I had long conversations with the photographer before I took part - I wanted to know why he was keen to do the project. But I immediately felt at ease with him - there was no sense there was anything strange about him or that he was trying to manipulate the event. I was interested in putting myself into a situation that I wouldn't normally be in. At first I was very aware the camera was on me but then I completely forgot about it. I just went into my own little fantasy world.


personal assistant

I felt embarrassed at first but afterwards I gained a lot of confidence from doing it; I felt the point of the exercise was to show you don't need a man to do certain things.
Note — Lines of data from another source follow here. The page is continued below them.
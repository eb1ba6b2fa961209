//! Lease storage
//!
//! Every backend implements acquire-or-renew as ONE conditional upsert, so two
//! instances racing on an expired lease cannot both win: the row is inserted
//! when absent, and otherwise updated only when the caller already owns it or
//! the stored expiry has passed. No row comes back from the statement when the
//! condition fails, which is reported as `Denied`.
//!
//! `renew_count` is reset to 0 whenever ownership changes and incremented on
//! renewal, which is how `Acquired` is told apart from `Renewed`.

use async_trait::async_trait;
use chrono::{DateTime, Utc};
use sqlx::postgres::PgPool;
use sqlx::sqlite::SqlitePool;
use sqlx::Row;
use std::sync::Arc;
use tokio::sync::OnceCell;
use tracing::{debug, info, instrument, warn};

use super::{from_millis, to_millis};
use crate::domain::{LeaseOutcome, LockLease};
use crate::error::{Result, RosterError};

/// Backing store for mutation-authority leases
#[async_trait]
pub trait LeaseStore: Send + Sync {
    /// Atomically acquire, renew or take over the lease on `resource`.
    async fn try_acquire(
        &self,
        resource: &str,
        owner_id: &str,
        now: DateTime<Utc>,
        expires_at: DateTime<Utc>,
    ) -> Result<LeaseOutcome>;

    /// Clear the lease only if `owner_id` still holds it. Returns whether a row was removed.
    async fn release(&self, resource: &str, owner_id: &str) -> Result<bool>;

    /// Current lease row, expired or not
    async fn current(&self, resource: &str) -> Result<Option<LockLease>>;

    /// Remove the lease regardless of owner (operator recovery only)
    async fn force_clear(&self, resource: &str) -> Result<bool>;
}

fn outcome_from_renew_count(renew_count: Option<i64>) -> LeaseOutcome {
    match renew_count {
        None => LeaseOutcome::Denied,
        Some(0) => LeaseOutcome::Acquired,
        Some(_) => LeaseOutcome::Renewed,
    }
}

/// SQLite lease store, for instances sharing one host and for tests
#[derive(Clone)]
pub struct SqliteLeaseStore {
    pool: SqlitePool,
}

impl SqliteLeaseStore {
    /// Wrap an already-migrated pool (see [`super::open_sqlite_pool`])
    pub fn from_pool(pool: SqlitePool) -> Self {
        Self { pool }
    }
}

#[async_trait]
impl LeaseStore for SqliteLeaseStore {
    #[instrument(skip(self))]
    async fn try_acquire(
        &self,
        resource: &str,
        owner_id: &str,
        now: DateTime<Utc>,
        expires_at: DateTime<Utc>,
    ) -> Result<LeaseOutcome> {
        let row = sqlx::query(
            r#"
            INSERT INTO bot_leases (resource_name, owner_id, acquired_at, expires_at, renew_count)
            VALUES (?1, ?2, ?3, ?4, 0)
            ON CONFLICT (resource_name) DO UPDATE SET
                renew_count = CASE WHEN bot_leases.owner_id = excluded.owner_id
                                   THEN bot_leases.renew_count + 1 ELSE 0 END,
                acquired_at = CASE WHEN bot_leases.owner_id = excluded.owner_id
                                   THEN bot_leases.acquired_at ELSE excluded.acquired_at END,
                owner_id = excluded.owner_id,
                expires_at = excluded.expires_at
            WHERE bot_leases.owner_id = excluded.owner_id
               OR bot_leases.expires_at <= ?3
            RETURNING renew_count
            "#,
        )
        .bind(resource)
        .bind(owner_id)
        .bind(to_millis(now))
        .bind(to_millis(expires_at))
        .fetch_optional(&self.pool)
        .await?;

        let outcome = outcome_from_renew_count(row.map(|r| r.get::<i64, _>("renew_count")));
        debug!("Lease {} for {}: {}", resource, owner_id, outcome);
        Ok(outcome)
    }

    async fn release(&self, resource: &str, owner_id: &str) -> Result<bool> {
        let result =
            sqlx::query("DELETE FROM bot_leases WHERE resource_name = ?1 AND owner_id = ?2")
                .bind(resource)
                .bind(owner_id)
                .execute(&self.pool)
                .await?;

        Ok(result.rows_affected() > 0)
    }

    async fn current(&self, resource: &str) -> Result<Option<LockLease>> {
        let row = sqlx::query(
            r#"
            SELECT resource_name, owner_id, acquired_at, expires_at, renew_count
            FROM bot_leases WHERE resource_name = ?1
            "#,
        )
        .bind(resource)
        .fetch_optional(&self.pool)
        .await?;

        Ok(row.map(|r| LockLease {
            resource_name: r.get("resource_name"),
            owner_id: r.get("owner_id"),
            acquired_at: from_millis(r.get("acquired_at")),
            expires_at: from_millis(r.get("expires_at")),
            renew_count: r.get::<i64, _>("renew_count").max(0) as u64,
        }))
    }

    async fn force_clear(&self, resource: &str) -> Result<bool> {
        let result = sqlx::query("DELETE FROM bot_leases WHERE resource_name = ?1")
            .bind(resource)
            .execute(&self.pool)
            .await?;

        if result.rows_affected() > 0 {
            warn!("Lease {} forcefully cleared", resource);
        }
        Ok(result.rows_affected() > 0)
    }
}

/// PostgreSQL lease store on the shared datastore.
///
/// The lease table is migrated on first successful use, so the process can
/// start while the datastore is down.
#[derive(Clone)]
pub struct PgLeaseStore {
    pool: PgPool,
    migrated: Arc<OnceCell<()>>,
}

impl PgLeaseStore {
    pub fn from_pool(pool: PgPool) -> Self {
        Self {
            pool,
            migrated: Arc::new(OnceCell::new()),
        }
    }

    /// Run lease migrations (once per store)
    pub async fn migrate(&self) -> Result<()> {
        self.migrated
            .get_or_try_init(|| async {
                sqlx::migrate!("./migrations/postgres").run(&self.pool).await?;
                info!("Lease migrations completed");
                Ok::<(), RosterError>(())
            })
            .await?;
        Ok(())
    }
}

#[async_trait]
impl LeaseStore for PgLeaseStore {
    #[instrument(skip(self))]
    async fn try_acquire(
        &self,
        resource: &str,
        owner_id: &str,
        now: DateTime<Utc>,
        expires_at: DateTime<Utc>,
    ) -> Result<LeaseOutcome> {
        self.migrate().await?;
        let row = sqlx::query(
            r#"
            INSERT INTO bot_leases (resource_name, owner_id, acquired_at, expires_at, renew_count)
            VALUES ($1, $2, $3, $4, 0)
            ON CONFLICT (resource_name) DO UPDATE SET
                renew_count = CASE WHEN bot_leases.owner_id = EXCLUDED.owner_id
                                   THEN bot_leases.renew_count + 1 ELSE 0 END,
                acquired_at = CASE WHEN bot_leases.owner_id = EXCLUDED.owner_id
                                   THEN bot_leases.acquired_at ELSE EXCLUDED.acquired_at END,
                owner_id = EXCLUDED.owner_id,
                expires_at = EXCLUDED.expires_at
            WHERE bot_leases.owner_id = EXCLUDED.owner_id
               OR bot_leases.expires_at <= $3
            RETURNING renew_count
            "#,
        )
        .bind(resource)
        .bind(owner_id)
        .bind(now)
        .bind(expires_at)
        .fetch_optional(&self.pool)
        .await?;

        let outcome = outcome_from_renew_count(row.map(|r| r.get::<i64, _>("renew_count")));
        debug!("Lease {} for {}: {}", resource, owner_id, outcome);
        Ok(outcome)
    }

    async fn release(&self, resource: &str, owner_id: &str) -> Result<bool> {
        self.migrate().await?;
        let result =
            sqlx::query("DELETE FROM bot_leases WHERE resource_name = $1 AND owner_id = $2")
                .bind(resource)
                .bind(owner_id)
                .execute(&self.pool)
                .await?;

        Ok(result.rows_affected() > 0)
    }

    async fn current(&self, resource: &str) -> Result<Option<LockLease>> {
        self.migrate().await?;
        let row = sqlx::query(
            r#"
            SELECT resource_name, owner_id, acquired_at, expires_at, renew_count
            FROM bot_leases WHERE resource_name = $1
            "#,
        )
        .bind(resource)
        .fetch_optional(&self.pool)
        .await?;

        Ok(row.map(|r| LockLease {
            resource_name: r.get("resource_name"),
            owner_id: r.get("owner_id"),
            acquired_at: r.get("acquired_at"),
            expires_at: r.get("expires_at"),
            renew_count: r.get::<i64, _>("renew_count").max(0) as u64,
        }))
    }

    async fn force_clear(&self, resource: &str) -> Result<bool> {
        self.migrate().await?;
        let result = sqlx::query("DELETE FROM bot_leases WHERE resource_name = $1")
            .bind(resource)
            .execute(&self.pool)
            .await?;

        if result.rows_affected() > 0 {
            warn!("Lease {} forcefully cleared", resource);
        }
        Ok(result.rows_affected() > 0)
    }
}

#[cfg(test)]
mod tests {
    use super::*;
    use crate::persistence::open_memory_pool;
    use chrono::Duration;
    use std::sync::Arc;

    const RES: &str = "bot_authority";

    async fn store() -> SqliteLeaseStore {
        SqliteLeaseStore::from_pool(open_memory_pool().await.unwrap())
    }

    #[tokio::test]
    async fn test_acquire_renew_and_deny() {
        let store = store().await;
        let now = Utc::now();
        let ttl = Duration::seconds(120);

        assert_eq!(
            store.try_acquire(RES, "A", now, now + ttl).await.unwrap(),
            LeaseOutcome::Acquired
        );
        assert_eq!(
            store.try_acquire(RES, "A", now, now + ttl).await.unwrap(),
            LeaseOutcome::Renewed
        );
        assert_eq!(
            store.try_acquire(RES, "B", now, now + ttl).await.unwrap(),
            LeaseOutcome::Denied
        );

        let lease = store.current(RES).await.unwrap().unwrap();
        assert_eq!(lease.owner_id, "A");
        assert_eq!(lease.renew_count, 1);
    }

    #[tokio::test]
    async fn test_expired_lease_is_taken_over() {
        let store = store().await;
        let t0 = Utc::now();
        store
            .try_acquire(RES, "A", t0, t0 + Duration::seconds(10))
            .await
            .unwrap();

        let later = t0 + Duration::seconds(11);
        assert_eq!(
            store
                .try_acquire(RES, "B", later, later + Duration::seconds(10))
                .await
                .unwrap(),
            LeaseOutcome::Acquired
        );

        let lease = store.current(RES).await.unwrap().unwrap();
        assert_eq!(lease.owner_id, "B");
        assert_eq!(lease.renew_count, 0);
    }

    #[tokio::test]
    async fn test_concurrent_takeover_has_single_winner() {
        let store = Arc::new(store().await);
        let t0 = Utc::now();
        store
            .try_acquire(RES, "crashed", t0, t0 + Duration::seconds(1))
            .await
            .unwrap();

        let later = t0 + Duration::seconds(5);
        let mut handles = Vec::new();
        for owner in ["B", "C"] {
            let store = store.clone();
            handles.push(tokio::spawn(async move {
                store
                    .try_acquire(RES, owner, later, later + Duration::seconds(120))
                    .await
                    .unwrap()
            }));
        }

        let mut outcomes = Vec::new();
        for h in handles {
            outcomes.push(h.await.unwrap());
        }
        assert_eq!(
            outcomes.iter().filter(|o| **o == LeaseOutcome::Acquired).count(),
            1
        );
        assert_eq!(
            outcomes.iter().filter(|o| **o == LeaseOutcome::Denied).count(),
            1
        );
    }

    #[tokio::test]
    async fn test_release_only_by_owner() {
        let store = store().await;
        let now = Utc::now();
        store
            .try_acquire(RES, "A", now, now + Duration::seconds(60))
            .await
            .unwrap();

        assert!(!store.release(RES, "B").await.unwrap());
        assert!(store.current(RES).await.unwrap().is_some());
        assert!(store.release(RES, "A").await.unwrap());
        assert!(store.current(RES).await.unwrap().is_none());
    }

    #[tokio::test]
    async fn test_force_clear() {
        let store = store().await;
        let now = Utc::now();
        store
            .try_acquire(RES, "A", now, now + Duration::seconds(60))
            .await
            .unwrap();

        assert!(store.force_clear(RES).await.unwrap());
        assert!(!store.force_clear(RES).await.unwrap());
    }
}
All in all, I just saw the whole thing as a very creative exercise.


architecture student

My condition for taking part was that I could bring a man along - in 50 years time, maybe I'll masturbate alone but while I'm young I'd prefer to do it with a man. I didn't notice the photographer because I disappeared into a cloud. I've got a liberal attitude to this kind of thing. I'm Dutch and it's a more relaxed culture - I grew up feeling comfortable with nudity. It's not a problem for me that people will see these images in a gallery - I'd just like to see the person who buys it. I believe in high visibility; I've got a massive ego and I want to be out there as much as possible.

"Time After Time" (sponsored by The Fabulous Bakin' Boys) is at the Dazed & Confused Gallery, Old Street, London E1V 9BD.